The jazz influence is never too far away, though Eric Ferrand - N’Kaoua’s approach is very much that of a classical pianist. He obviously understands and admires Solal’s music, but the effect is often rather over-studied. He doesn’t swing naturally – unlike the composer.

The first work on this CD, ‘Voyage en Anatolie’, belongs very much in the jazz arena, most notably in terms of the material it works with. The clue in the title which has nothing to do with Asia Minor. French jazz musicians sometimes refer to a particular set of chord changes, used as a basis for improvisation, as an ‘Anatole’. I remember someone suggesting to me, in a jazz club in Chambéry, that this was because French medical students used to refer to anatomical skeletons as ‘Anatoles’, the analogy then being that the chord sequence provided the ‘skeleton’ for improvisation. I don’t know whether that is true or not, but an ‘Anatole’ in French jazz is the name given to the 32–bar chord progression Anglophone jazz musicians refer to as the ‘rhythm changes’ (the changes of Gershwin’s ‘I Got Rhythm'). These changes have provided the ‘skeleton’ for many jazz compositions (as well as for countless jazz improvisations), such as Thelonious Monk’s ‘Rhythm-a-Ning’, Dizzy Gillespie’s ‘Salt Peanuts’, Charlie Parker’s ‘Dexterity’, Sonny Rollins’ ‘Oleo’ and Count Basie’s ‘Jumpin’ at the Woodside’. What Solal has done is to write a set of 13 variations (which he may well have originally improvised) on this chord sequence. The variations are played without a break. Eric Ferrand- N’Kaoua plays them with accuracy and a certain flair, but for those who know Solal’s own playing ‘something’ is missing.

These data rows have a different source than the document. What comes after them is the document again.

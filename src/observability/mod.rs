//! # Observability
//!
//! Prometheus metrics for the refresh engine and the `NodeRefresh` reconciler.
//! Logging goes through `tracing`; the subscriber is installed by the runtime.

pub mod metrics;

pub use metrics::*;
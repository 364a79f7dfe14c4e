//! Node Refresh Controller Library
//!
//! Core functionality of the Node Refresh Controller: the refresh state
//! machine and its eviction planning, the reconciliation loop driving it,
//! and the `NodeRefresh` reconciler that schedules refreshes.
//!
//! ## Quick Start
//!
//! ```rust
//! use node_refresh_controller::prelude::*;
//! ```
//!
//! This brings commonly used types and traits into scope. For more specific imports,
//! use the individual modules.

pub mod cluster;
pub mod config;
pub mod constants;
pub mod controller;
pub mod crd;
pub mod observability;
pub mod prelude;
pub mod runtime;
pub mod store;
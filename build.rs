//! Embeds build metadata logged at startup.
//!
//! `BUILD_TIMESTAMP`, `BUILD_DATETIME` and `BUILD_GIT_HASH` are taken from
//! the environment when set by the image build, otherwise computed here.

fn main() {
    let now = chrono::Utc::now();
    let timestamp = std::env::var("BUILD_TIMESTAMP")
        .ok()
        .and_then(|ts| ts.parse::<i64>().ok())
        .unwrap_or_else(|| now.timestamp());

    let datetime = std::env::var("BUILD_DATETIME")
        .unwrap_or_else(|_| now.format("%Y-%m-%d %H:%M:%S UTC").to_string());

    let git_hash = std::env::var("BUILD_GIT_HASH")
        .ok()
        .or_else(git_hash)
        .unwrap_or_else(|| "unknown".to_string());

    println!("cargo:rustc-env=BUILD_TIMESTAMP={timestamp}");
    println!("cargo:rustc-env=BUILD_DATETIME={datetime}");
    println!("cargo:rustc-env=BUILD_GIT_HASH={git_hash}");
    println!("cargo:rerun-if-changed=build.rs");
    println!("cargo:rerun-if-env-changed=BUILD_TIMESTAMP");
    println!("cargo:rerun-if-env-changed=BUILD_DATETIME");
    println!("cargo:rerun-if-env-changed=BUILD_GIT_HASH");
}

/// Short hash of HEAD with a `-dirty` suffix for uncommitted changes
fn git_hash() -> Option<String> {
    use std::process::Command;

    let output = Command::new("git")
        .args(["rev-parse", "--short", "HEAD"])
        .output()
        .ok()?;
    if !output.status.success() {
        return None;
    }
    let hash = String::from_utf8(output.stdout).ok()?;
    let dirty = Command::new("git")
        .args(["diff", "--quiet"])
        .status()
        .is_ok_and(|status| !status.success());
    Some(format!("{}{}", hash.trim(), if dirty { "-dirty" } else { "" }))
}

Of the other pieces in the programme the most interesting are perhaps the ‘Jazz Preludes’ and the ‘Ballade for 2 Pianos’. The 7 Preludes are identified only by numbers and are essentially abstract in nature. All of them are brief, the shortest under two minutes in length, the longest almost three and a quarter minutes. Each is quirkily inventive and makes a self-contained and coherent whole, but is also pregnant with developmental possibilities (aptly enough, for pieces designated as preludes). In contrast, the 11 Études are more fully developed and less abstract (as indicated by titles such as ‘La Nonchalante’, ‘La Jazzifiante’, La Joyeuse’, ‘La Trépidante’ and ‘La Lancinante’.

In the ‘Ballade for 2 Pianos’ Martial Solal himself plays the first piano part, partnered by Ferrand-N’Kaoua, in a piece originally written for Katia and Marielle Labèque and recorded by them on their 1991 CD Love of Colours. There’s a greater sense of excitement here than in the solo piano pieces on the disc – in part because of the sheer vivacity of Solal’s playing, although on balance I am inclined to prefer the recording by the Labèque sisters, in which there is a greater sense of complementary dialogue between the two keyboards.

All in all this is an enjoyable, if not especially memorable or essential album, which will be valued most by those who already admire Solal the jazz pianist. I expect to listen to it again quite a lot in the future.